While national statistics show some delay in the onset of sexual activity in recent years, by 12th grade, nearly 62 percent of students will have had sexual intercourse. Whenever it happens, they need to be prepared and protected. Too few are. As Pennsylvania just discovered, abstinence-only programs aren't giving young people the information they need. Since 1998, federal and state governments have poured nearly $900 million into abstinence-only-until- marriage programs, which are prohibited from discussing contraception. Instead, programs often exaggerate the failure rate of condoms, discouraging their use and leaving youths at risk for pregnancy and sexually transmitted disease. In a four-year evaluation released this month by the state Department of Health, Pennsylvania becomes the fourth state to question the effectiveness of abstinence-only education. Yet President Bush continues to channel all federal money in that direction — $273 million more this year, devoting nothing to alternative approaches.

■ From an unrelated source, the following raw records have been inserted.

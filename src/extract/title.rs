use std::sync::LazyLock;

use regex::Regex;

use super::vocab;

/// Explicit field captions only appear near the top of a resume.
const LABEL_SEARCH_CHARS: usize = 4000;
const FALLBACK_LINES: usize = 40;

/// Label patterns in fixed priority order; the first match wins, no scoring.
/// Russian, Ukrainian and English phrasings of "desired position".
static LABEL_PATTERNS: LazyLock<Vec<Regex>> = LazyLock::new(|| {
    [
        r"(?i)(?:желаемая|бажана)\s+(?:должность|посада)[:\s\-—]*(.+?)(?:\n|$)",
        r"(?i)(?:должность|посада)[:\s\-—]+(.+?)(?:\n|$)",
        r"(?i)(?:вакансия|вакансія)[:\s\-—]+(.+?)(?:\n|$)",
        r"(?i)(?:розглядає|рассматривает)\s+(?:посади|должности)[:\s\-—]*(.+?)(?:\n|$)",
        r"(?i)(?:позиция|позиція)[:\s\-—]+(.+?)(?:\n|$)",
        r"(?i)position[:\s\-—]+(.+?)(?:\n|$)",
        r"(?i)objective[:\s\-—]+(.+?)(?:\n|$)",
        r"(?i)(?:цель|ціль)[:\s\-—]+(.+?)(?:\n|$)",
        r"(?i)(?:ищу|шукаю)\s+(?:работу|роботу)[:\s\-—]*(.+?)(?:\n|$)",
    ]
    .iter()
    .map(|p| Regex::new(p).unwrap())
    .collect()
});

static TRAIL_RE: LazyLock<Regex> = LazyLock::new(|| Regex::new(r"[_\-—.]+$").unwrap());
static ID_TAIL_RE: LazyLock<Regex> = LazyLock::new(|| Regex::new(r"\s+\d{6,}$").unwrap());
static TAIL_PUNCT_RE: LazyLock<Regex> = LazyLock::new(|| Regex::new(r"[,;:.]+$").unwrap());
static NOISY_LINE_RE: LazyLock<Regex> =
    LazyLock::new(|| Regex::new(r"@|https?://|www\.|\d{4}|\.com|\.ua|\.ru").unwrap());

// Filename cleanup
static EXT_RE: LazyLock<Regex> = LazyLock::new(|| Regex::new(r"\.[^.]+$").unwrap());
static LONG_DIGITS_RE: LazyLock<Regex> = LazyLock::new(|| Regex::new(r"\b\d{10,}\b").unwrap());
static FILE_DATE_RE: LazyLock<Regex> =
    LazyLock::new(|| Regex::new(r"\d{2,4}[-./]\d{1,2}[-./]\d{2,4}").unwrap());
static SEP_RE: LazyLock<Regex> = LazyLock::new(|| Regex::new(r"[_\-—,.]+").unwrap());
static WS_RE: LazyLock<Regex> = LazyLock::new(|| Regex::new(r"\s+").unwrap());
static FILE_MARKERS: LazyLock<Vec<Regex>> = LazyLock::new(|| {
    [r"(?i)workua", r"(?i)work\.ua", r"(?i)резюме", r"(?i)resume", r"(?i)\bcv\b"]
        .iter()
        .map(|p| Regex::new(p).unwrap())
        .collect()
});

/// Extract the desired job title from document text: explicit labels first,
/// keyword vocabulary fallback second.
pub fn from_text(text: &str) -> Option<String> {
    let head = char_prefix(text, LABEL_SEARCH_CHARS);

    for re in LABEL_PATTERNS.iter() {
        let Some(caps) = re.captures(head) else {
            continue;
        };
        let mut title = caps[1].trim().to_string();
        title = TRAIL_RE.replace(&title, "").trim().to_string();
        title = title.split('\n').next().unwrap_or("").trim().to_string();
        title = ID_TAIL_RE.replace(&title, "").to_string();
        if (3..=200).contains(&title.chars().count()) {
            return Some(title);
        }
    }

    keyword_fallback(text)
}

/// Scan leading lines for role keywords and reconstruct a title phrase around
/// the first hit. Words before the first keyword (usually a name) are dropped;
/// everything after it is kept greedily.
fn keyword_fallback(text: &str) -> Option<String> {
    let lines = text.lines().map(str::trim).filter(|l| !l.is_empty());

    for line in lines.take(FALLBACK_LINES) {
        if line.chars().count() > 150 || NOISY_LINE_RE.is_match(line) {
            continue;
        }
        let lower = line.to_lowercase();
        if !vocab::TITLE_KEYWORDS.iter().any(|kw| lower.contains(kw)) {
            continue;
        }

        // Everything from the first keyword-bearing word to the end of the
        // line belongs to the title; leading words (usually a name) do not.
        let cleaned = ID_TAIL_RE.replace(line, "").to_string();
        let mut kept: Vec<&str> = Vec::new();
        let mut hit = false;
        for word in cleaned.split_whitespace() {
            if !hit {
                let word_lower = word.to_lowercase();
                hit = vocab::TITLE_KEYWORDS.iter().any(|kw| word_lower.contains(kw));
            }
            if hit {
                kept.push(word);
            }
        }

        if !kept.is_empty() {
            let phrase = TAIL_PUNCT_RE
                .replace(kept.join(" ").trim(), "")
                .trim()
                .to_string();
            if (5..=150).contains(&phrase.chars().count()) {
                return Some(phrase);
            }
        }

        // Reconstruction came out too short or too long: take the whole line
        let whole = cleaned.trim();
        if (5..=100).contains(&whole.chars().count()) {
            return Some(whole.to_string());
        }
    }

    None
}

/// Title guess from the filename, used by the caller only when text-based
/// extraction found nothing. Digit-only stems carry no information.
pub fn from_filename(filename: &str) -> Option<String> {
    let stem = EXT_RE.replace(filename, "").to_string();
    if !stem.is_empty() && stem.chars().all(|c| c.is_ascii_digit()) {
        return None;
    }

    let mut name = stem.replace("%20", " ");
    for re in FILE_MARKERS.iter() {
        name = re.replace_all(&name, " ").to_string();
    }
    name = LONG_DIGITS_RE.replace_all(&name, " ").to_string();
    name = FILE_DATE_RE.replace_all(&name, " ").to_string();
    name = SEP_RE.replace_all(&name, " ").to_string();
    let name = WS_RE.replace_all(&name, " ").trim().to_string();

    if name.is_empty() {
        None
    } else {
        Some(name)
    }
}

/// Char-boundary-safe prefix of at most `n` characters.
fn char_prefix(text: &str, n: usize) -> &str {
    match text.char_indices().nth(n) {
        Some((i, _)) => &text[..i],
        None => text,
    }
}

// ── Tests ──
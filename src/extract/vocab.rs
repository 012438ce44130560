use std::collections::HashSet;
use std::sync::LazyLock;

/// Document-structure vocabulary that disqualifies a line (prefix match) or a
/// word (exact match) from being part of a name. Month and weekday stems cover
/// Ukrainian, Russian and English.
pub static STOP_WORDS: LazyLock<HashSet<&'static str>> = LazyLock::new(|| {
    [
        "резюме", "curriculum", "vitae",
        "email", "www", "http", "https",
        "розглядає", "рассматривает",
        // month stems (ru)
        "январ", "феврал", "март", "апрел", "май", "июн", "июл", "август",
        "сентябр", "октябр", "ноябр", "декабр",
        // months, genitive (uk)
        "січня", "лютого", "березня", "квітня", "травня", "червня", "липня",
        "серпня", "вересня", "жовтня", "листопада", "грудня",
        // months (en)
        "january", "february", "march", "april", "may", "june", "july",
        "august", "september", "october", "november", "december",
        // weekdays (ru)
        "понедельник", "вторник", "среда", "четверг", "пятница", "суббота",
        "воскресенье",
        // weekdays (uk)
        "понеділок", "вівторок", "середа", "четвер", "п'ятниця", "субота",
        "неділя",
        // education institutions and section headers
        "university", "університет", "інститут", "institute", "академія",
        "academy", "школа", "school",
        "освіта", "образование", "education", "досвід", "опыт", "experience",
    ]
    .into_iter()
    .collect()
});

/// Job-role words. A name often sits next to a role, so these never exclude a
/// line outright; they only adjust scoring and reject all-role "names".
pub const PROFESSION_WORDS: &[&str] = &[
    "менеджер", "manager", "адміністратор", "administrator", "продавець",
    "продавец", "консультант", "спеціаліст", "специалист", "specialist",
    "помічник", "помощник", "оператор", "operator", "директор", "director",
    "координатор", "рекрутер", "recruiter",
];

/// Combined Ukrainian/Russian/English role vocabulary for keyword-based title
/// detection (substring match against a lowercased line or word).
pub const TITLE_KEYWORDS: &[&str] = &[
    // uk
    "менеджер", "адміністратор", "продавець", "консультант", "спеціаліст",
    "помічник", "оператор", "координатор", "асистент", "керівник",
    "бариста", "офіс-менеджер", "секретар", "рекрутер",
    // ru
    "администратор", "продавец", "специалист", "помощник", "ассистент",
    "руководитель", "офис-менеджер", "секретарь",
    // en
    "manager", "administrator", "seller", "consultant", "specialist",
    "assistant", "operator", "coordinator", "director", "supervisor",
    "barista", "recruiter", "designer", "developer", "engineer",
];

/// Case-insensitive exact membership in the stop-word set.
pub fn is_stop_word(word: &str) -> bool {
    STOP_WORDS.contains(word.to_lowercase().as_str())
}

/// True if the (lowercased) line mentions any job-role word.
pub fn mentions_profession(line_lower: &str) -> bool {
    PROFESSION_WORDS.iter().any(|w| line_lower.contains(w))
}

He's endangering America's youth.

Teenagers need medically accurate, life-saving sexual health information — along with the communication and relationship skills that bolster abstinence. Instead, abstinence-only programs give everything from good intentions to misinformation driven by fear, shame and guilt — all parading as the moral high ground.

The Pennsylvania evaluation of 24 of 28 programs begun in 1998 for 22,000 children a year found that a few programs did reduce early sexual onset, but the effects were diminished by high school.
“Even if the most effective programs are replicated and the proportion of sexually abstinent youth increases, a substantial proportion of youth will continue to become sexual active before graduating from high school in every Pennsylvania community,” concludes the report, conducted by Edward A. Smith of Pennsylvania State University.

In an interview, Smith asked: “Should we be spending this much money on programs that just don't work?”

No. Especially when Smith and others offer a logical middle ground. Smith suggests age-appropriate programming, beginning with abstinence-only in the lower grades, followed by abstinence-first, comprehensive sex education. Timing would vary with geography and maturity. In urban areas, for example, abstinence-first education must begin no later than eighth grade. For girls, it would be advisable to begin earlier. Programs need at least 10 sessions per academic year and work best with a complementary component, such as a club or other after-school activity, to draw kids in. That has the added benefit of keeping them busy at the time they're most likely to engage in sexually risky behavior — 3 p.m. to 6 p.m.

Teens know when adults aren't playing straight with them — withholding information, talking down to them, looking for an easy way out. That's what abstinence-only education is. Teens aren't toddlers. They need more than just no.